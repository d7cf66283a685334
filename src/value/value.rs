//! Core value types and operations.

use serde::{Deserialize, Serialize};
use std::cmp::Ordering;

/// Value represents a JSON/YAML value that can be any of the supported types.
#[derive(Debug, Clone, Default, Serialize, Deserialize)]
#[serde(untagged)]
pub enum Value {
    #[default]
    Null,
    Bool(bool),
    Int(i64),
    Float(f64),
    String(String),
    List(Vec<Value>),
    Map(Map),
}

/// Map represents a key-value map where keys are strings.
#[derive(Debug, Clone, Default, Serialize, Deserialize)]
#[serde(transparent)]
pub struct Map {
    #[serde(flatten)]
    pub fields: std::collections::BTreeMap<String, Value>,
}

impl Value {
    pub fn is_null(&self) -> bool {
        matches!(self, Value::Null)
    }

    pub fn is_list(&self) -> bool {
        matches!(self, Value::List(_))
    }

    pub fn is_map(&self) -> bool {
        matches!(self, Value::Map(_))
    }

    /// True for Int and Float values.
    pub fn is_number(&self) -> bool {
        matches!(self, Value::Int(_) | Value::Float(_))
    }

    pub fn as_bool(&self) -> Option<bool> {
        match self {
            Value::Bool(b) => Some(*b),
            _ => None,
        }
    }

    pub fn as_int(&self) -> Option<i64> {
        match self {
            Value::Int(i) => Some(*i),
            _ => None,
        }
    }

    /// Numeric view of the value, widening Int to f64.
    pub fn as_number(&self) -> Option<f64> {
        match self {
            Value::Int(i) => Some(*i as f64),
            Value::Float(f) => Some(*f),
            _ => None,
        }
    }

    pub fn as_str(&self) -> Option<&str> {
        match self {
            Value::String(s) => Some(s),
            _ => None,
        }
    }

    pub fn as_list(&self) -> Option<&Vec<Value>> {
        match self {
            Value::List(l) => Some(l),
            _ => None,
        }
    }

    pub fn as_map(&self) -> Option<&Map> {
        match self {
            Value::Map(m) => Some(m),
            _ => None,
        }
    }

    /// Looks up a direct field when the value is a Map.
    pub fn get(&self, key: &str) -> Option<&Value> {
        self.as_map().and_then(|m| m.get(key))
    }

    /// Looks up a dotted path such as `"a.b.0.c"`. Components descend Map
    /// fields; a component that parses as an index descends into a List.
    /// Absence at any step yields None.
    pub fn get_path(&self, path: &str) -> Option<&Value> {
        let mut current = self;
        for part in path.split('.') {
            current = match current {
                Value::Map(m) => m.get(part)?,
                Value::List(items) => {
                    let index: usize = part.parse().ok()?;
                    items.get(index)?
                }
                _ => return None,
            };
        }
        Some(current)
    }

    /// Recursively merges `overlay` on top of this value. Map fields merge
    /// per key with `overlay` winning on conflict; Lists from `overlay`
    /// replace wholesale rather than merging element-wise; any other overlay
    /// value replaces the base outright.
    pub fn deep_merge(&self, overlay: &Value) -> Value {
        match (self, overlay) {
            (Value::Map(base), Value::Map(over)) => {
                let mut merged = base.clone();
                for (key, over_value) in over.iter() {
                    let next = match base.get(key) {
                        Some(base_value) => base_value.deep_merge(over_value),
                        None => over_value.clone(),
                    };
                    merged.set(key.clone(), next);
                }
                Value::Map(merged)
            }
            _ => overlay.clone(),
        }
    }

    /// Single-level field union with `overlay` winning. Any operand that is
    /// not a Map makes the result `overlay`.
    pub fn shallow_merge(&self, overlay: &Value) -> Value {
        match (self, overlay) {
            (Value::Map(base), Value::Map(over)) => {
                let mut merged = base.clone();
                for (key, over_value) in over.iter() {
                    merged.set(key.clone(), over_value.clone());
                }
                Value::Map(merged)
            }
            _ => overlay.clone(),
        }
    }

    /// Blank values are Null, false, and the empty string. Numbers are never
    /// blank, so a numeric zero survives blank-dropping passes.
    pub fn is_blank(&self) -> bool {
        match self {
            Value::Null => true,
            Value::Bool(b) => !b,
            Value::String(s) => s.is_empty(),
            _ => false,
        }
    }

    /// Token form of a scalar, used for notation matching and index keys.
    /// Composite values have no token.
    pub fn scalar_string(&self) -> Option<String> {
        match self {
            Value::Null => Some("null".to_string()),
            Value::Bool(b) => Some(b.to_string()),
            Value::Int(i) => Some(i.to_string()),
            Value::Float(f) => Some(f.to_string()),
            Value::String(s) => Some(s.clone()),
            Value::List(_) | Value::Map(_) => None,
        }
    }
}

impl PartialEq for Value {
    fn eq(&self, other: &Self) -> bool {
        match (self, other) {
            (Value::Null, Value::Null) => true,
            (Value::Bool(a), Value::Bool(b)) => a == b,
            (Value::Int(a), Value::Int(b)) => a == b,
            (Value::Float(a), Value::Float(b)) => a == b,
            (Value::String(a), Value::String(b)) => a == b,
            (Value::List(a), Value::List(b)) => a == b,
            (Value::Map(a), Value::Map(b)) => a == b,
            _ => false,
        }
    }
}

impl Eq for Value {}

impl PartialOrd for Value {
    fn partial_cmp(&self, other: &Self) -> Option<Ordering> {
        Some(self.cmp(other))
    }
}

impl Ord for Value {
    fn cmp(&self, other: &Self) -> Ordering {
        fn type_order(v: &Value) -> u8 {
            match v {
                Value::Null => 0,
                Value::Bool(_) => 1,
                Value::Int(_) => 2,
                Value::Float(_) => 3,
                Value::String(_) => 4,
                Value::List(_) => 5,
                Value::Map(_) => 6,
            }
        }

        let type_cmp = type_order(self).cmp(&type_order(other));
        if type_cmp != Ordering::Equal {
            return type_cmp;
        }

        match (self, other) {
            (Value::Null, Value::Null) => Ordering::Equal,
            (Value::Bool(a), Value::Bool(b)) => a.cmp(b),
            (Value::Int(a), Value::Int(b)) => a.cmp(b),
            (Value::Float(a), Value::Float(b)) => a.partial_cmp(b).unwrap_or(Ordering::Equal),
            (Value::String(a), Value::String(b)) => a.cmp(b),
            (Value::List(a), Value::List(b)) => a.cmp(b),
            (Value::Map(a), Value::Map(b)) => a.cmp(b),
            _ => Ordering::Equal,
        }
    }
}

impl std::hash::Hash for Value {
    fn hash<H: std::hash::Hasher>(&self, state: &mut H) {
        std::mem::discriminant(self).hash(state);
        match self {
            Value::Null => {}
            Value::Bool(b) => b.hash(state),
            Value::Int(i) => i.hash(state),
            Value::Float(f) => f.to_bits().hash(state),
            Value::String(s) => s.hash(state),
            Value::List(l) => l.hash(state),
            Value::Map(m) => {
                for (k, v) in &m.fields {
                    k.hash(state);
                    v.hash(state);
                }
            }
        }
    }
}

impl From<bool> for Value {
    fn from(b: bool) -> Self {
        Value::Bool(b)
    }
}

impl From<i64> for Value {
    fn from(i: i64) -> Self {
        Value::Int(i)
    }
}

impl From<f64> for Value {
    fn from(f: f64) -> Self {
        Value::Float(f)
    }
}

impl From<&str> for Value {
    fn from(s: &str) -> Self {
        Value::String(s.to_string())
    }
}

impl From<String> for Value {
    fn from(s: String) -> Self {
        Value::String(s)
    }
}

impl From<Vec<Value>> for Value {
    fn from(items: Vec<Value>) -> Self {
        Value::List(items)
    }
}

impl From<Map> for Value {
    fn from(map: Map) -> Self {
        Value::Map(map)
    }
}

impl PartialEq for Map {
    fn eq(&self, other: &Self) -> bool {
        self.fields == other.fields
    }
}

impl Eq for Map {}

impl PartialOrd for Map {
    fn partial_cmp(&self, other: &Self) -> Option<Ordering> {
        Some(self.cmp(other))
    }
}

impl Ord for Map {
    fn cmp(&self, other: &Self) -> Ordering {
        self.fields.cmp(&other.fields)
    }
}

impl Map {
    pub fn new() -> Self {
        Map {
            fields: std::collections::BTreeMap::new(),
        }
    }

    pub fn get(&self, key: &str) -> Option<&Value> {
        self.fields.get(key)
    }

    pub fn set(&mut self, key: String, value: Value) {
        self.fields.insert(key, value);
    }

    pub fn has(&self, key: &str) -> bool {
        self.fields.contains_key(key)
    }

    pub fn delete(&mut self, key: &str) -> Option<Value> {
        self.fields.remove(key)
    }

    pub fn len(&self) -> usize {
        self.fields.len()
    }

    pub fn is_empty(&self) -> bool {
        self.fields.is_empty()
    }

    pub fn iter(&self) -> impl Iterator<Item = (&String, &Value)> {
        self.fields.iter()
    }

    pub fn keys(&self) -> impl Iterator<Item = &String> {
        self.fields.keys()
    }

    /// A new Map holding only the named fields that are present here.
    pub fn pick<S: AsRef<str>>(&self, keys: &[S]) -> Map {
        let mut picked = Map::new();
        for key in keys {
            if let Some(value) = self.get(key.as_ref()) {
                picked.set(key.as_ref().to_string(), value.clone());
            }
        }
        picked
    }
}

impl FromIterator<(String, Value)> for Map {
    fn from_iter<I: IntoIterator<Item = (String, Value)>>(iter: I) -> Self {
        Map {
            fields: iter.into_iter().collect(),
        }
    }
}

/// Parse a value from JSON.
pub fn from_json(json: &str) -> Result<Value, serde_json::Error> {
    serde_json::from_str(json)
}

/// Serialize a value to JSON.
pub fn to_json(value: &Value) -> Result<String, serde_json::Error> {
    serde_json::to_string(value)
}

/// Serialize a value to pretty-printed JSON.
pub fn to_json_pretty(value: &Value) -> Result<String, serde_json::Error> {
    serde_json::to_string_pretty(value)
}

/// Parse a value from YAML.
pub fn from_yaml(yaml: &str) -> Result<Value, serde_yaml::Error> {
    serde_yaml::from_str(yaml)
}

/// Serialize a value to YAML.
pub fn to_yaml(value: &Value) -> Result<String, serde_yaml::Error> {
    serde_yaml::to_string(value)
}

▬▬▬

### [Work item]
What is the number of lines in the listing that contain the word "Ordering"? Give that number and nothing else.

### [Solved problem]
9